Research output: Contribution to journalArticle

11 Citations (Scopus)

Abstract

Objective: Cesarean section (C-section) is associated with various immune-mediated diseases in the offspring. We investigated the relationship between mode of delivery and celiac disease (CD) and CD autoimmunity (CDA) in a multinational birth cohort. Methods: From 2004 to 2010, infants from the general population who tested positive for HLA DR3-DQ2 or DR4-DQ8 were enrolled in The Environmental Determinants for Diabetes in the Young (TEDDY) study.
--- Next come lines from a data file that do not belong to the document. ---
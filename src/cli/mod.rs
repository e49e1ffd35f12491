//
//  gitlab-client
//  cli/mod.rs
//
//  Created by Ngonidzashe Mangudya on 2026/01/12.
//  Copyright (c) 2025 IAMNGONI. All rights reserved.
//

//! CLI command definitions using clap derive macros

mod auth;
mod branch;
mod project;
mod version;

pub use auth::AuthCommand;
pub use branch::BranchCommand;
pub use project::ProjectCommand;
pub use version::VersionCommand;

use anyhow::{Context, Result};
use clap::{Parser, Subcommand};

use crate::api::GitlabClient;
use crate::config::{Config, ResolvedHost};
use crate::output::{OutputFormat, OutputWriter};

/// Work with GitLab from the command line
#[derive(Parser, Debug)]
#[command(
    name = "gl",
    version,
    about = "Work with GitLab from the command line",
    long_about = "gl is a small CLI over the gitlab-client library.\n\n\
                  It lists projects and branches, manages branches and walks \
                  through the OAuth authorization-code flow.",
    propagate_version = true,
    after_help = "Use 'gl <command> --help' for more information about a command."
)]
pub struct Cli {
    #[command(subcommand)]
    pub command: Commands,

    #[command(flatten)]
    pub global: GlobalOptions,
}

/// Options accepted by every command.
#[derive(Parser, Debug, Clone, Default)]
pub struct GlobalOptions {
    /// GitLab host or base URL (e.g. gitlab.example.com, http://localhost:8080)
    #[arg(long, global = true, env = "GITLAB_HOST")]
    pub host: Option<String>,

    /// Access token, overriding the configured one
    #[arg(long, global = true, env = "GITLAB_TOKEN", hide_env_values = true)]
    pub token: Option<String>,

    /// Output JSON instead of tables
    #[arg(long, global = true)]
    pub json: bool,

    /// Log requests to stderr
    #[arg(long, global = true)]
    pub debug: bool,
}

impl GlobalOptions {
    pub fn output(&self) -> OutputWriter {
        OutputWriter::new(OutputFormat::from_json_flag(self.json))
    }

    /// Loads the configuration and applies `--host` and `--token`.
    pub fn resolve_host(&self) -> Result<ResolvedHost> {
        let config = Config::load()?;
        Ok(config.resolve(self.host.as_deref(), self.token.as_deref()))
    }

    /// A client for the resolved host.
    pub fn client(&self) -> Result<GitlabClient> {
        let host = self.resolve_host()?;
        client_for(&host, self.debug)
    }
}

pub(crate) fn client_for(host: &ResolvedHost, debug: bool) -> Result<GitlabClient> {
    GitlabClient::new(host.credential(), host.client_options(debug))
        .with_context(|| format!("Failed to create client for {}", host.name))
}

#[derive(Subcommand, Debug)]
pub enum Commands {
    /// Authorize with OAuth and inspect the active credential
    Auth(AuthCommand),

    /// List and view projects
    #[command(visible_alias = "proj")]
    Project(ProjectCommand),

    /// List, create and delete branches
    Branch(BranchCommand),

    /// Show gl and GitLab instance versions
    Version(VersionCommand),
}

impl Cli {
    pub async fn run(self) -> Result<()> {
        match self.command {
            Commands::Auth(cmd) => cmd.run(&self.global).await,
            Commands::Project(cmd) => cmd.run(&self.global).await,
            Commands::Branch(cmd) => cmd.run(&self.global).await,
            Commands::Version(cmd) => cmd.run(&self.global).await,
        }
    }
}
//
//  gitlab-client
//  cli/project.rs
//
//  Created by Ngonidzashe Mangudya on 2026/01/12.
//  Copyright (c) 2025 IAMNGONI. All rights reserved.
//

//! Project commands.

use anyhow::Result;
use clap::{Args, Subcommand};
use tracing::debug;

use crate::api::common::{ListOptions, Sort, MAX_PER_PAGE};
use crate::api::resources::{GetProjectOptions, ListProjectsOptions, Project};
use crate::output::{format_visibility, print_field, print_header, truncate, TableOutput, TableRow};

use super::GlobalOptions;

#[derive(Args, Debug)]
pub struct ProjectCommand {
    #[command(subcommand)]
    pub command: ProjectSubcommand,
}

#[derive(Subcommand, Debug)]
pub enum ProjectSubcommand {
    /// List projects
    #[command(visible_alias = "ls")]
    List(ListArgs),

    /// View a project
    View(ViewArgs),
}

#[derive(Args, Debug)]
pub struct ListArgs {
    /// Only projects matching this search term
    #[arg(long, short)]
    pub search: Option<String>,

    /// Only projects owned by the current user
    #[arg(long)]
    pub owned: bool,

    /// Only projects the current user is a member of
    #[arg(long)]
    pub membership: bool,

    /// Maximum number of projects to show
    #[arg(long, short = 'L', default_value = "30")]
    pub limit: usize,

    /// Fetch every page, ignoring --limit
    #[arg(long)]
    pub all: bool,

    /// Use keyset pagination ordered by id
    #[arg(long)]
    pub keyset: bool,
}

#[derive(Args, Debug)]
pub struct ViewArgs {
    /// Project id or namespace/path
    pub project: String,

    /// Include repository statistics
    #[arg(long)]
    pub statistics: bool,
}

impl TableRow for Project {
    fn headers() -> &'static [&'static str] {
        &["ID", "PROJECT", "VISIBILITY", "DESCRIPTION"]
    }

    fn row(&self, color: bool) -> Vec<String> {
        vec![
            self.id.to_string(),
            self.path_with_namespace.clone(),
            format_visibility(self.visibility.as_str(), color),
            truncate(self.description.as_deref().unwrap_or(""), 50),
        ]
    }
}

impl TableOutput for Project {
    fn print_table(&self, color: bool) {
        print_header(&self.path_with_namespace);
        print_field("ID", &self.id.to_string(), color);
        print_field("Visibility", &format_visibility(self.visibility.as_str(), color), color);
        if let Some(branch) = &self.default_branch {
            print_field("Default branch", branch, color);
        }
        if let Some(desc) = self.description.as_deref().filter(|d| !d.is_empty()) {
            print_field("Description", desc, color);
        }
        print_field("Stars", &self.star_count.to_string(), color);
        print_field("Forks", &self.forks_count.to_string(), color);
        if let Some(stats) = &self.statistics {
            print_field("Commits", &stats.commit_count.to_string(), color);
            print_field("Repo size", &format!("{} bytes", stats.repository_size), color);
        }
        if let Some(activity) = self.last_activity_at {
            print_field("Last activity", &activity.format("%Y-%m-%d %H:%M").to_string(), color);
        }
        println!();
        print_field("URL", &self.web_url, color);
        print_field("Clone", &self.ssh_url_to_repo, color);
    }
}

impl ProjectCommand {
    pub async fn run(&self, global: &GlobalOptions) -> Result<()> {
        match &self.command {
            ProjectSubcommand::List(args) => list(args, global).await,
            ProjectSubcommand::View(args) => view(args, global).await,
        }
    }
}

async fn list(args: &ListArgs, global: &GlobalOptions) -> Result<()> {
    let client = global.client()?;

    let per_page = if args.all {
        MAX_PER_PAGE
    } else {
        (args.limit.max(1) as u32).min(MAX_PER_PAGE)
    };
    let list = if args.keyset {
        ListOptions::keyset("id", Sort::Asc, per_page)
    } else {
        ListOptions::offset(1, per_page)
    };
    let mut options = ListProjectsOptions {
        search: args.search.clone(),
        owned: args.owned.then_some(true),
        membership: args.membership.then_some(true),
        ..ListProjectsOptions::from(list)
    };

    let mut projects = Vec::new();
    loop {
        let page = client.projects().list(&options).await?;
        let next = page.next_options();
        projects.extend(page.into_items());

        if !args.all && projects.len() >= args.limit {
            projects.truncate(args.limit);
            break;
        }
        match next {
            Some(list) => {
                debug!(fetched = projects.len(), "Fetching next page");
                options.list = list;
            }
            None => break,
        }
    }

    let output = global.output();
    if projects.is_empty() && !global.json {
        println!("No projects found");
        return Ok(());
    }
    output.write_list(&projects)
}

async fn view(args: &ViewArgs, global: &GlobalOptions) -> Result<()> {
    let client = global.client()?;
    let options = GetProjectOptions {
        statistics: args.statistics.then_some(true),
        ..GetProjectOptions::default()
    };
    let project = client.projects().get(&args.project, &options).await?;
    global.output().write(&project)
}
Children were annually screened for transglutaminase autoantibodies, if positive, they are retested after 3 to 6 months and those persistently positive defined as CDA. Associations of C-section with maternal (age, education level, parity, pre-pregnancy weight, diabetes, smoking, weight gain during pregnancy) and child characteristics (gestational age, birth weight) were examined by Fisher exact test or Wilcoxon rank-sum test. Hazard ratios (HRs) for CDA or CD were calculated by Cox proportional hazard regression models. Results: Of 6087 analyzed singletons, 1600 (26%) were born by C-section (Germany 38%, United States 37%, Finland 18%, Sweden 16%), and the remaining were born vaginally without instrumental support; 979 (16%) had developed CDA and 343 (6%) developed CD. C-section was associated with lower risk for CDA (hazard ratio [HR] = 0.85; 95% confidence interval [CI] 0.73, 0.99 P = 0.032) and CD (HR = 0.75; 95% CI 0.58, 0.98; P = 0.034). After adjusting for country, sex, HLA-genotype, CD in family, maternal education, and breast-feeding duration, significance was lost for CDA (HR = 0.91; 95% CI 0.78, 1.06; P = 0.20) and CD (HR = 0.85; 95% CI 0.65, 1.11; P = 0.24). Presurgical ruptured membranes had no influence on CDA or CD development. Conclusion: C-section is not associated with increased risk for CDA or CD in the offspring.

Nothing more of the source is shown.